Miles from Recovery: How distance and stigma keep rural Arizonans from opioid treatment
AZPM News | by Jake Steinberg | Feb. 6, 2020
Elfrida, Arizona, is a cold and dark place at 3 a.m. in January. But it’s where Anhelica Gonzalez emerges with only a few hours’ sleep to ready her 2-year-old daughter Zarhianna for their journey to Sierra Vista.
Their MedStar ride takes them on mountain roads frequently crossed by deer and cloaked in fog. “Last time we had to wait. We had to sit on the side of the road because we couldn’t even see in front of us,” she said.
An hour later, she arrives at her destination: Community Medical Services. It’s an opioid treatment program where Gonzalez, 36, goes to get her weekly supply of methadone, which she’s using to wean herself off prescription opioid painkillers.
The clinic opened last March — the first in Cochise County to offer medication-assisted treatment. This type of treatment, previously only available in Arizona’s big cities, has expanded into rural communities in the last two years.
Increasing access to medication-assisted treatment is a pillar of the state’s strategy to combat the opioid epidemic, but distance and stigma against addiction still present barriers that keep people from getting help.
Gonzalez was prescribed oxycodone in 2008 to treat the chronic pain that comes with her degenerative disc disease. She built up a tolerance and soon she said her withdrawals made it impossible to quit.
“To feel that pain and to have to feel nauseated and not be able to move and not be able to eat anything, almost worse than the flu, and then having kids, you can’t function like that,” she said. “You can actually die from withdrawing.”
Experts consider medication-assisted treatment the “gold standard” for treating opioid addiction. It's on the World Health Organization's list of essential medicines. Research shows it’s more effective than trying to quit cold turkey. That’s because the proper dose of methadone keeps patients from going through painful withdrawal, but without the euphoric effects of illicit opioids.
Methadone is itself a synthetic opioid and has the potential for abuse. It’s highly regulated. Patients have to go to the clinic every day for up to three months before they can start to take doses home.
That requirement makes treatment in rural areas especially difficult, said Haley Horton, regional director for Community Medical Services in Southern Arizona.
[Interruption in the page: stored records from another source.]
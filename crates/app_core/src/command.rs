//! Viewer commands and key binding resolution

use std::collections::HashMap;

/// Command identifiers as they appear in the `[keybindings]` config
pub struct CommandId;

impl CommandId {
    // Navigation commands
    pub const NAV_NEXT_ITEM: &'static str = "nav.next_item";
    pub const NAV_PREV_ITEM: &'static str = "nav.prev_item";
    pub const NAV_RANDOM: &'static str = "nav.random";
    pub const NAV_BACK: &'static str = "nav.back";
    pub const NAV_NEXT_GROUP: &'static str = "nav.next_group";
    pub const NAV_PREV_GROUP: &'static str = "nav.prev_group";
    pub const NAV_GROUP_FIRST: &'static str = "nav.group_first";
    pub const NAV_GROUP_LAST: &'static str = "nav.group_last";

    // View commands
    pub const VIEW_TOGGLE_AUDIO: &'static str = "view.toggle_audio";

    // File commands
    pub const FILE_DELETE: &'static str = "file.delete";
    pub const FILE_FAVORITE: &'static str = "file.favorite";
}

/// A viewer action
#[derive(Debug, Clone, Copy, PartialEq, Eq, Hash)]
pub enum NavCommand {
    Next,
    Prev,
    Random,
    Back,
    GroupNext,
    GroupPrev,
    GroupFirst,
    GroupLast,
    ToggleAudio,
    Delete,
    Favorite,
}

impl NavCommand {
    pub const ALL: [NavCommand; 11] = [
        NavCommand::Next,
        NavCommand::Prev,
        NavCommand::Random,
        NavCommand::Back,
        NavCommand::GroupNext,
        NavCommand::GroupPrev,
        NavCommand::GroupFirst,
        NavCommand::GroupLast,
        NavCommand::ToggleAudio,
        NavCommand::Delete,
        NavCommand::Favorite,
    ];

    pub fn id(self) -> &'static str {
        match self {
            NavCommand::Next => CommandId::NAV_NEXT_ITEM,
            NavCommand::Prev => CommandId::NAV_PREV_ITEM,
            NavCommand::Random => CommandId::NAV_RANDOM,
            NavCommand::Back => CommandId::NAV_BACK,
            NavCommand::GroupNext => CommandId::NAV_NEXT_GROUP,
            NavCommand::GroupPrev => CommandId::NAV_PREV_GROUP,
            NavCommand::GroupFirst => CommandId::NAV_GROUP_FIRST,
            NavCommand::GroupLast => CommandId::NAV_GROUP_LAST,
            NavCommand::ToggleAudio => CommandId::VIEW_TOGGLE_AUDIO,
            NavCommand::Delete => CommandId::FILE_DELETE,
            NavCommand::Favorite => CommandId::FILE_FAVORITE,
        }
    }

    pub fn from_id(id: &str) -> Option<Self> {
        Self::ALL.into_iter().find(|cmd| cmd.id() == id)
    }
}

/// Maps key names to commands
#[derive(Debug, Clone, Default)]
pub struct KeyBindings {
    /// Key bindings: lowercased key -> command
    bindings: HashMap<String, NavCommand>,
}

impl KeyBindings {
    /// Build from the config map (command id -> keys)
    pub fn new(bindings: &HashMap<String, Vec<String>>) -> Self {
        let mut key_to_command = HashMap::new();

        for (command, keys) in bindings {
            let Some(cmd) = NavCommand::from_id(command) else {
                tracing::warn!("Unknown command in keybindings: {}", command);
                continue;
            };
            for key in keys {
                key_to_command.insert(key.to_lowercase(), cmd);
            }
        }

        Self {
            bindings: key_to_command,
        }
    }

    /// Resolve a key name to a command
    pub fn resolve(&self, key: &str) -> Option<NavCommand> {
        self.bindings.get(&key.to_lowercase()).copied()
    }

    pub fn len(&self) -> usize {
        self.bindings.len()
    }

    pub fn is_empty(&self) -> bool {
        self.bindings.is_empty()
    }
}
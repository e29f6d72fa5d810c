//! Viewport window - decides which items hold an attached media resource
//!
//! Two radii around the current index define the window:
//! - the loaded range, whose items are attached eagerly
//! - the kept range (never smaller), outside which nothing stays attached
//!
//! Updates are diff based: only indices whose membership changes are touched,
//! so the cost of a move does not grow with the size of the gallery.

use std::collections::BTreeSet;
use std::ops::RangeInclusive;

/// Inclusive range of item indices
#[derive(Debug, Clone, Copy, PartialEq, Eq)]
pub struct IndexRange {
    pub start: usize,
    pub end: usize,
}

impl IndexRange {
    /// `[center - radius, center + radius]` clamped to `[0, len)`
    ///
    /// Returns `None` for an empty list.
    pub fn around(center: usize, radius: usize, len: usize) -> Option<Self> {
        if len == 0 {
            return None;
        }

        let center = center.min(len - 1);
        Some(Self {
            start: center.saturating_sub(radius),
            end: center.saturating_add(radius).min(len - 1),
        })
    }

    pub fn contains(&self, index: usize) -> bool {
        self.start <= index && index <= self.end
    }

    pub fn contains_range(&self, other: &IndexRange) -> bool {
        self.start <= other.start && other.end <= self.end
    }

    pub fn iter(&self) -> RangeInclusive<usize> {
        self.start..=self.end
    }

    /// Number of indices covered; never zero
    pub fn len(&self) -> usize {
        self.end - self.start + 1
    }
}

/// Load and keep radii; keep is never smaller than load
#[derive(Debug, Clone, Copy, PartialEq, Eq)]
pub struct WindowRadii {
    pub load: usize,
    pub keep: usize,
}

impl WindowRadii {
    pub fn new(load: usize, keep: usize) -> Self {
        Self {
            load,
            keep: keep.max(load),
        }
    }
}

impl Default for WindowRadii {
    fn default() -> Self {
        Self::new(2, 5)
    }
}

/// Front end that owns the actual media elements
///
/// Slots are addressed by their index in the ordered gallery.
pub trait MediaSlots {
    /// Attach the media resource; a fresh attachment starts paused and muted
    fn attach(&mut self, index: usize);

    /// Clear the source, stop playback and free decode buffers
    fn release(&mut self, index: usize);

    fn play(&mut self, index: usize);

    fn pause(&mut self, index: usize);

    fn set_muted(&mut self, index: usize, muted: bool);

    /// The item at `index` left the gallery; higher indices shift down by one
    fn removed(&mut self, _index: usize) {}
}

/// Window manager state
#[derive(Debug, Clone)]
pub struct ViewportWindow {
    radii: WindowRadii,
    len: usize,
    current: Option<usize>,
    loaded: Option<IndexRange>,
    kept: Option<IndexRange>,
    attached: BTreeSet<usize>,
    playing: Option<usize>,
    audio_mode: bool,
}

impl ViewportWindow {
    pub fn new(len: usize, radii: WindowRadii) -> Self {
        Self {
            radii,
            len,
            current: None,
            loaded: None,
            kept: None,
            attached: BTreeSet::new(),
            playing: None,
            audio_mode: false,
        }
    }

    pub fn with_audio_mode(mut self, audio_mode: bool) -> Self {
        self.audio_mode = audio_mode;
        self
    }

    pub fn len(&self) -> usize {
        self.len
    }

    pub fn is_empty(&self) -> bool {
        self.len == 0
    }

    pub fn radii(&self) -> WindowRadii {
        self.radii
    }

    pub fn current(&self) -> Option<usize> {
        self.current
    }

    pub fn loaded_range(&self) -> Option<IndexRange> {
        self.loaded
    }

    pub fn kept_range(&self) -> Option<IndexRange> {
        self.kept
    }

    pub fn is_attached(&self, index: usize) -> bool {
        self.attached.contains(&index)
    }

    /// Attached indices in ascending order
    pub fn attached(&self) -> impl Iterator<Item = usize> + '_ {
        self.attached.iter().copied()
    }

    /// Index whose playback was last started
    pub fn playing(&self) -> Option<usize> {
        self.playing
    }

    pub fn audio_mode(&self) -> bool {
        self.audio_mode
    }

    /// Move the window to `new_index` (clamped)
    ///
    /// Returns whether the current index changed.
    pub fn on_index_change<S: MediaSlots + ?Sized>(&mut self, new_index: usize, slots: &mut S) -> bool {
        let (loaded, kept) = match (
            IndexRange::around(new_index, self.radii.load, self.len),
            IndexRange::around(new_index, self.radii.keep, self.len),
        ) {
            (Some(loaded), Some(kept)) => (loaded, kept),
            _ => return false,
        };
        let new_index = new_index.min(self.len - 1);

        let stale: Vec<usize> = self
            .attached
            .range(..kept.start)
            .chain(self.attached.range(kept.end.saturating_add(1)..))
            .copied()
            .collect();
        for index in stale {
            self.attached.remove(&index);
            if self.playing == Some(index) {
                self.playing = None;
            }
            slots.release(index);
        }

        if let Some(previous) = self.playing {
            if previous != new_index {
                slots.pause(previous);
                slots.set_muted(previous, true);
                self.playing = None;
            }
        }

        // Current first, so playback can start as early as possible
        self.attach(new_index, slots);
        for index in loaded.iter() {
            self.attach(index, slots);
        }

        if self.playing != Some(new_index) {
            slots.set_muted(new_index, !self.audio_mode);
            slots.play(new_index);
            self.playing = Some(new_index);
        }

        let changed = self.current != Some(new_index);
        self.current = Some(new_index);
        self.loaded = Some(loaded);
        self.kept = Some(kept);

        if changed {
            tracing::trace!(
                "Window at {} (loaded {}..={}, kept {}..={}, attached {})",
                new_index,
                loaded.start,
                loaded.end,
                kept.start,
                kept.end,
                self.attached.len()
            );
        }
        changed
    }

    /// Visibility event from the front end; a visible item becomes current
    pub fn on_visibility_change<S: MediaSlots + ?Sized>(
        &mut self,
        index: usize,
        is_visible: bool,
        slots: &mut S,
    ) -> bool {
        if !is_visible || index >= self.len {
            return false;
        }
        self.on_index_change(index, slots)
    }

    /// Drop `index` from the gallery and re-center on `new_current`
    pub fn remove<S: MediaSlots + ?Sized>(
        &mut self,
        index: usize,
        new_current: Option<usize>,
        slots: &mut S,
    ) {
        if index >= self.len {
            return;
        }

        if self.attached.remove(&index) {
            slots.release(index);
        }
        slots.removed(index);

        self.attached = self
            .attached
            .iter()
            .map(|&i| if i > index { i - 1 } else { i })
            .collect();
        self.playing = shift_after_removal(self.playing, index);
        self.current = shift_after_removal(self.current, index);
        self.len -= 1;
        self.loaded = None;
        self.kept = None;

        match new_current {
            Some(current) if self.len > 0 => {
                self.on_index_change(current, slots);
            }
            _ => {
                let leftover: Vec<usize> = self.attached.iter().copied().collect();
                for i in leftover {
                    slots.release(i);
                }
                self.attached.clear();
                self.playing = None;
                self.current = None;
            }
        }
    }

    /// Enable or disable sound for the current item
    pub fn set_audio_mode<S: MediaSlots + ?Sized>(&mut self, audio_mode: bool, slots: &mut S) {
        self.audio_mode = audio_mode;
        if let Some(playing) = self.playing {
            slots.set_muted(playing, !audio_mode);
        }
    }

    pub fn toggle_audio_mode<S: MediaSlots + ?Sized>(&mut self, slots: &mut S) -> bool {
        self.set_audio_mode(!self.audio_mode, slots);
        self.audio_mode
    }

    fn attach<S: MediaSlots + ?Sized>(&mut self, index: usize, slots: &mut S) {
        if self.attached.insert(index) {
            slots.attach(index);
        }
    }
}

fn shift_after_removal(slot: Option<usize>, removed: usize) -> Option<usize> {
    match slot {
        Some(i) if i == removed => None,
        Some(i) if i > removed => Some(i - 1),
        other => other,
    }
}

/// In-memory slots that record what the window asked for
#[cfg(test)]
pub(crate) mod testing {
    use super::MediaSlots;
    use std::collections::{BTreeMap, BTreeSet};

    #[derive(Debug, Clone, PartialEq, Eq)]
    pub enum SlotEvent {
        Attach(usize),
        Release(usize),
        Play(usize),
        Pause(usize),
        Muted(usize, bool),
    }

    #[derive(Debug, Default)]
    pub struct RecordingSlots {
        pub attached: BTreeSet<usize>,
        pub playing: BTreeSet<usize>,
        pub muted: BTreeMap<usize, bool>,
        pub events: Vec<SlotEvent>,
    }

    impl RecordingSlots {
        pub fn take_events(&mut self) -> Vec<SlotEvent> {
            std::mem::take(&mut self.events)
        }

        pub fn is_muted(&self, index: usize) -> bool {
            self.muted.get(&index).copied().unwrap_or(true)
        }
    }

    impl MediaSlots for RecordingSlots {
        fn attach(&mut self, index: usize) {
            assert!(self.attached.insert(index), "double attach of {}", index);
            self.muted.insert(index, true);
            self.events.push(SlotEvent::Attach(index));
        }

        fn release(&mut self, index: usize) {
            assert!(self.attached.remove(&index), "release of detached {}", index);
            self.playing.remove(&index);
            self.muted.remove(&index);
            self.events.push(SlotEvent::Release(index));
        }

        fn play(&mut self, index: usize) {
            assert!(self.attached.contains(&index), "play before attach of {}", index);
            self.playing.insert(index);
            self.events.push(SlotEvent::Play(index));
        }

        fn pause(&mut self, index: usize) {
            self.playing.remove(&index);
            self.events.push(SlotEvent::Pause(index));
        }

        fn set_muted(&mut self, index: usize, muted: bool) {
            self.muted.insert(index, muted);
            self.events.push(SlotEvent::Muted(index, muted));
        }

        fn removed(&mut self, index: usize) {
            let shift = |i: usize| if i > index { i - 1 } else { i };
            self.attached = self.attached.iter().map(|&i| shift(i)).collect();
            self.playing = self.playing.iter().map(|&i| shift(i)).collect();
            self.muted = self.muted.iter().map(|(&i, &m)| (shift(i), m)).collect();
        }
    }
}
//! Crash reports for panics

use backtrace::Backtrace;
use chrono::{DateTime, Local};
use std::panic::PanicHookInfo;
use std::path::PathBuf;

pub fn init_panic_hook() {
    std::panic::set_hook(Box::new(|info| {
        let report = crash_report(info, Local::now(), &Backtrace::new());

        // stderr first: the subscriber may already be torn down
        eprintln!("{}", report);
        tracing::error!("{}", report);

        let dump_path = dump_path(Local::now());
        match std::fs::write(&dump_path, &report) {
            Ok(()) => eprintln!("Crash report written to {}", dump_path.display()),
            Err(e) => eprintln!("Failed to write crash report: {}", e),
        }
    }));
    tracing::debug!("Panic hook initialized");
}

fn payload_text(info: &PanicHookInfo) -> String {
    let payload = info.payload();
    if let Some(s) = payload.downcast_ref::<&str>() {
        s.to_string()
    } else if let Some(s) = payload.downcast_ref::<String>() {
        s.clone()
    } else {
        "<unknown>".to_string()
    }
}

fn crash_report(info: &PanicHookInfo, at: DateTime<Local>, backtrace: &Backtrace) -> String {
    let thread = std::thread::current();
    let location = info
        .location()
        .map(|l| format!("{}:{}:{}", l.file(), l.line(), l.column()))
        .unwrap_or_else(|| "<unknown>".to_string());

    format!(
        "=== gala {} crashed ===\n\
         Timestamp: {}\n\
         Thread: {}\n\
         Location: {}\n\
         Payload: {}\n\n\
         Stack Trace:\n{:?}",
        env!("CARGO_PKG_VERSION"),
        at.to_rfc3339(),
        thread.name().unwrap_or("<unnamed>"),
        location,
        payload_text(info),
        backtrace
    )
}

fn dump_path(at: DateTime<Local>) -> PathBuf {
    std::env::temp_dir().join(format!("gala_crash_{}.txt", at.format("%Y%m%d_%H%M%S")))
}

#[cfg(test)]
mod tests {
    use super::*;
    use chrono::TimeZone;

    #[test]
    fn test_dump_path_is_timestamped() {
        let at = Local.with_ymd_and_hms(2026, 10, 17, 8, 30, 5).unwrap();
        let path = dump_path(at);
        assert_eq!(path.file_name().unwrap(), "gala_crash_20261017_083005.txt");
        assert!(path.starts_with(std::env::temp_dir()));
    }
}
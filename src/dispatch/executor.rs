use std::sync::Arc;
use std::sync::atomic::{AtomicU64, Ordering};

use tokio::sync::{Mutex, OwnedMutexGuard, mpsc};
use tokio_util::sync::CancellationToken;
use tracing::{info, warn};

use crate::domain::{RequestTask, RunConfig};
use crate::error::{AppError, AppResult, RunError};
use crate::events::{EventSink, ProgressSnapshot};
use crate::http::{RequestSender, SendOutcome, build_client};
use crate::params::ParamMapper;

use super::csv_source::CsvSource;
use super::rate::RateGate;
use super::worker::{TaskRunner, Worker, spawn_fault_monitor};

/// The producer re-checks cancellation once per this many rows.
const CANCEL_CHECK_ROWS: usize = 10;
/// A progress snapshot goes out once per this many processed rows.
const PROGRESS_EVERY_ROWS: u64 = 100;
/// Line number of the first data row; line 1 is the header.
const FIRST_DATA_LINE: usize = 2;

/// Final tally of one run.
#[derive(Debug, Clone, Copy, PartialEq, Eq, Default)]
pub struct RunReport {
    pub total: u64,
    pub processed: u64,
    pub dispatched: u64,
    pub succeeded: u64,
    pub client_failed: u64,
    pub exhausted: u64,
    pub aborted: u64,
    pub mapping_failed: u64,
    pub worker_faults: u64,
    pub cancelled: bool,
}

impl RunReport {
    #[must_use]
    pub const fn errors(&self) -> u64 {
        self.client_failed
            .saturating_add(self.exhausted)
            .saturating_add(self.aborted)
            .saturating_add(self.mapping_failed)
            .saturating_add(self.worker_faults)
    }

    /// Snapshot for the final progress event. A completed run always reads
    /// as fully processed.
    #[must_use]
    pub const fn final_snapshot(&self) -> ProgressSnapshot {
        ProgressSnapshot {
            processed: if self.cancelled {
                self.processed
            } else {
                self.total
            },
            total: self.total,
            success: self.succeeded,
            error: self.errors(),
        }
    }
}

#[derive(Debug, Default)]
pub struct RunCounters {
    processed: AtomicU64,
    dispatched: AtomicU64,
    succeeded: AtomicU64,
    client_failed: AtomicU64,
    exhausted: AtomicU64,
    aborted: AtomicU64,
    mapping_failed: AtomicU64,
    worker_faults: AtomicU64,
}

impl RunCounters {
    pub(crate) fn record_outcome(&self, outcome: SendOutcome) {
        let counter = match outcome {
            SendOutcome::Succeeded => &self.succeeded,
            SendOutcome::ClientFailed => &self.client_failed,
            SendOutcome::Exhausted => &self.exhausted,
            SendOutcome::Aborted => &self.aborted,
            SendOutcome::Cancelled => return,
        };
        counter.fetch_add(1, Ordering::Relaxed);
    }

    pub(crate) fn record_fault(&self) {
        self.worker_faults.fetch_add(1, Ordering::Relaxed);
    }

    fn record_dispatched(&self) -> u64 {
        self.dispatched.fetch_add(1, Ordering::Relaxed);
        self.processed.fetch_add(1, Ordering::Relaxed).saturating_add(1)
    }

    fn record_mapping_failure(&self) -> u64 {
        self.mapping_failed.fetch_add(1, Ordering::Relaxed);
        self.processed.fetch_add(1, Ordering::Relaxed).saturating_add(1)
    }

    #[must_use]
    pub fn report(&self, total: u64, cancelled: bool) -> RunReport {
        RunReport {
            total,
            processed: self.processed.load(Ordering::Relaxed),
            dispatched: self.dispatched.load(Ordering::Relaxed),
            succeeded: self.succeeded.load(Ordering::Relaxed),
            client_failed: self.client_failed.load(Ordering::Relaxed),
            exhausted: self.exhausted.load(Ordering::Relaxed),
            aborted: self.aborted.load(Ordering::Relaxed),
            mapping_failed: self.mapping_failed.load(Ordering::Relaxed),
            worker_faults: self.worker_faults.load(Ordering::Relaxed),
            cancelled,
        }
    }

    #[must_use]
    pub fn snapshot(&self, total: u64) -> ProgressSnapshot {
        let report = self.report(total, false);
        ProgressSnapshot {
            processed: report.processed,
            total,
            success: report.succeeded,
            error: report.errors(),
        }
    }
}

/// State scoped to one active run.
pub(crate) struct ExecutionRun {
    cancel: CancellationToken,
    counters: Arc<RunCounters>,
    config: Arc<RunConfig>,
    events: EventSink,
    total: u64,
}

impl ExecutionRun {
    /// Maps rows in file order and feeds the queue. Returns true when the
    /// run was cancelled before every row was handled.
    async fn produce(
        &self,
        header: &[String],
        rows: Vec<Vec<String>>,
        queue: mpsc::Sender<RequestTask>,
    ) -> bool {
        let mapper = ParamMapper::new(
            &self.config.mappings,
            self.config.param_mode,
            self.config.array_gaps,
            header,
        );
        for (idx, fields) in rows.into_iter().enumerate() {
            if idx.checked_rem(CANCEL_CHECK_ROWS) == Some(0) && self.cancel.is_cancelled() {
                self.events.log("Execution cancelled during processing");
                return true;
            }
            let row = idx.saturating_add(FIRST_DATA_LINE);

            let processed = match mapper.map_row(&fields) {
                Ok(mapped) => {
                    for failure in &mapped.failures {
                        self.events.log(format!(
                            "Row {} param '{}' conversion failed: {}",
                            row, failure.label, failure.source
                        ));
                    }
                    let task = RequestTask {
                        payload: mapped.payload,
                        row,
                    };
                    tokio::select! {
                        biased;
                        () = self.cancel.cancelled() => {
                            self.events.log("Execution cancelled before sending task");
                            return true;
                        }
                        sent = queue.send(task) => {
                            if sent.is_err() {
                                warn!("Task queue closed with rows left to send");
                                return self.cancel.is_cancelled();
                            }
                        }
                    }
                    self.counters.record_dispatched()
                }
                Err(err) => {
                    self.events
                        .log(format!("Row {} param generation failed: {}", row, err));
                    self.counters.record_mapping_failure()
                }
            };

            if processed.checked_rem(PROGRESS_EVERY_ROWS) == Some(0) || processed == self.total {
                self.events.progress(self.counters.snapshot(self.total));
            }
        }
        false
    }
}

/// Runs CSV files through the mapper, the rate gate and the worker pool.
///
/// At most one run is active per dispatcher; clones share the run lock.
#[derive(Debug, Clone, Default)]
pub struct Dispatcher {
    run_lock: Arc<Mutex<()>>,
}

impl Dispatcher {
    #[must_use]
    pub fn new() -> Self {
        Self::default()
    }

    #[must_use]
    pub fn is_active(&self) -> bool {
        self.run_lock.try_lock().is_err()
    }

    /// Executes one run and blocks until every row is handled or `cancel`
    /// fires. Cancellation is not an error; it is reported on the
    /// returned `RunReport`.
    ///
    /// # Errors
    ///
    /// Returns an error when another run is active, the HTTP client cannot
    /// be built, or the CSV cannot be read.
    pub async fn run(
        &self,
        cancel: &CancellationToken,
        config: Arc<RunConfig>,
        source: CsvSource,
        events: EventSink,
    ) -> AppResult<RunReport> {
        let _guard = self.acquire()?;
        let client = build_client(&config)?;
        let sender = RequestSender::new(client, Arc::clone(&config), events.clone());
        execute(cancel, config, source, events, sender).await
    }

    /// Same as [`Dispatcher::run`] with a caller-supplied task runner.
    #[cfg(test)]
    pub(crate) async fn run_with<R: TaskRunner>(
        &self,
        cancel: &CancellationToken,
        config: Arc<RunConfig>,
        source: CsvSource,
        events: EventSink,
        runner: R,
    ) -> AppResult<RunReport> {
        let _guard = self.acquire()?;
        execute(cancel, config, source, events, runner).await
    }

    fn acquire(&self) -> AppResult<OwnedMutexGuard<()>> {
        Arc::clone(&self.run_lock)
            .try_lock_owned()
            .map_err(|_busy| AppError::run(RunError::AlreadyActive))
    }
}

async fn execute<R: TaskRunner>(
    cancel: &CancellationToken,
    config: Arc<RunConfig>,
    source: CsvSource,
    events: EventSink,
    runner: R,
) -> AppResult<RunReport> {
    let cancel = cancel.child_token();
    events.log(format!(
        "Starting execution - QPS: {}, Workers: {}, Retries: {}",
        config.qps, config.workers, config.max_retries
    ));

    let csv = source.read().await?;
    if let Some(err) = &csv.stopped_at {
        events.log(format!(
            "CSV read stopped after {} rows: {}",
            csv.rows.len(),
            err
        ));
    }
    let mut rows = csv.rows.into_iter();
    let header = rows.next().unwrap_or_default();
    let data: Vec<Vec<String>> = rows.collect();
    let total = u64::try_from(data.len()).unwrap_or(u64::MAX);
    let counters = Arc::new(RunCounters::default());

    if data.is_empty() {
        events.log("CSV file has no data rows");
        let report = counters.report(0, false);
        events.progress(report.final_snapshot());
        return Ok(report);
    }
    events.log(format!("Found {} data rows to process", total));
    info!(total, workers = config.workers.get(), qps = config.qps.get(), "run started");

    let (task_tx, task_rx) = mpsc::channel(config.queue_capacity());
    let queue = Arc::new(Mutex::new(task_rx));
    let gate = Arc::new(RateGate::start(config.qps));
    let runner = Arc::new(runner);
    let (fault_tx, fault_rx) = mpsc::channel(config.workers.get());
    let monitor = spawn_fault_monitor(fault_rx, events.clone());

    let mut handles = Vec::with_capacity(config.workers.get());
    for id in 0..config.workers.get() {
        let worker = Worker {
            id,
            queue: Arc::clone(&queue),
            gate: Arc::clone(&gate),
            runner: Arc::clone(&runner),
            counters: Arc::clone(&counters),
            faults: fault_tx.clone(),
            cancel: cancel.clone(),
        };
        handles.push(worker.spawn());
    }
    drop(fault_tx);
    drop(queue);

    let run = ExecutionRun {
        cancel: cancel.clone(),
        counters: Arc::clone(&counters),
        config,
        events: events.clone(),
        total,
    };
    let stopped_early = run.produce(&header, data, task_tx).await;

    for handle in handles {
        if let Err(err) = handle.await {
            warn!("Worker task ended abnormally: {}", err);
            counters.record_fault();
        }
    }
    if let Err(err) = monitor.await {
        warn!("Fault monitor ended abnormally: {}", err);
    }
    drop(gate);

    let report = counters.report(total, stopped_early || cancel.is_cancelled());
    events.progress(report.final_snapshot());
    if report.cancelled {
        events.log(format!(
            "Execution cancelled - processed: {}/{}, success: {}, errors: {}",
            report.processed,
            report.total,
            report.succeeded,
            report.errors()
        ));
    } else {
        events.log(format!(
            "Execution completed - success: {}, errors: {}",
            report.succeeded,
            report.errors()
        ));
    }
    info!(
        succeeded = report.succeeded,
        errors = report.errors(),
        cancelled = report.cancelled,
        "run finished"
    );
    Ok(report)
}
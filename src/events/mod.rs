//! Log and progress events flowing from the core to a single presenter.
mod consumer;
mod sink;


pub use consumer::{EventRenderer, spawn_event_consumer};
pub use sink::{EventSink, EventStream, ProgressSnapshot, SinkSettings, event_channels};
use thiserror::Error;

use super::{ConfigError, HttpError, RunError, ValidationError};

#[derive(Debug, Error)]
pub enum AppError {
    #[error("I/O error: {source}")]
    Io {
        #[from]
        source: std::io::Error,
    },
    #[error("CLI error: {source}")]
    Clap {
        #[from]
        source: clap::Error,
    },
    #[error("Join error: {source}")]
    Join {
        #[from]
        source: tokio::task::JoinError,
    },
    #[error("Validation error: {0}")]
    Validation(#[from] ValidationError),
    #[error("Configuration error: {0}")]
    Config(#[from] ConfigError),
    #[error("HTTP error: {0}")]
    Http(#[from] HttpError),
    #[error("Run error: {0}")]
    Run(#[from] RunError),
}

pub type AppResult<T> = Result<T, AppError>;

impl AppError {
    pub fn validation<E>(error: E) -> Self
    where
        E: Into<ValidationError>,
    {
        error.into().into()
    }

    pub fn config<E>(error: E) -> Self
    where
        E: Into<ConfigError>,
    {
        error.into().into()
    }

    pub fn http<E>(error: E) -> Self
    where
        E: Into<HttpError>,
    {
        error.into().into()
    }

    pub fn run<E>(error: E) -> Self
    where
        E: Into<RunError>,
    {
        error.into().into()
    }
}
“Until we opened, there was not much,” she said. “I think we would have people driving upwards of four hours a day to receive services.”
Horton has overseen the opening of clinics in Sierra Vista, Casa Grande, Nogales, Kingman and Lake Havasu City — all in the past year.
Initially buoyed by state grants, those clinics are now serving hundreds of new patients, according to data provided by Community Medical Services. Opening a clinic in smaller communities isn’t easy. They’re costly operations with staffing requirements that can’t always be met in the communities they’re entering.
Horton said getting started is a challenge, but the clinics have quickly grown into sustainable operations.
Since 2017, the state has funneled some of the $75 million it has received from the federal government to providers willing to branch out into so-called treatment deserts.
But it’s still hard to reach everybody. An Arizona Public Media analysis identified communities that are still at least an hour's drive from the nearest clinic.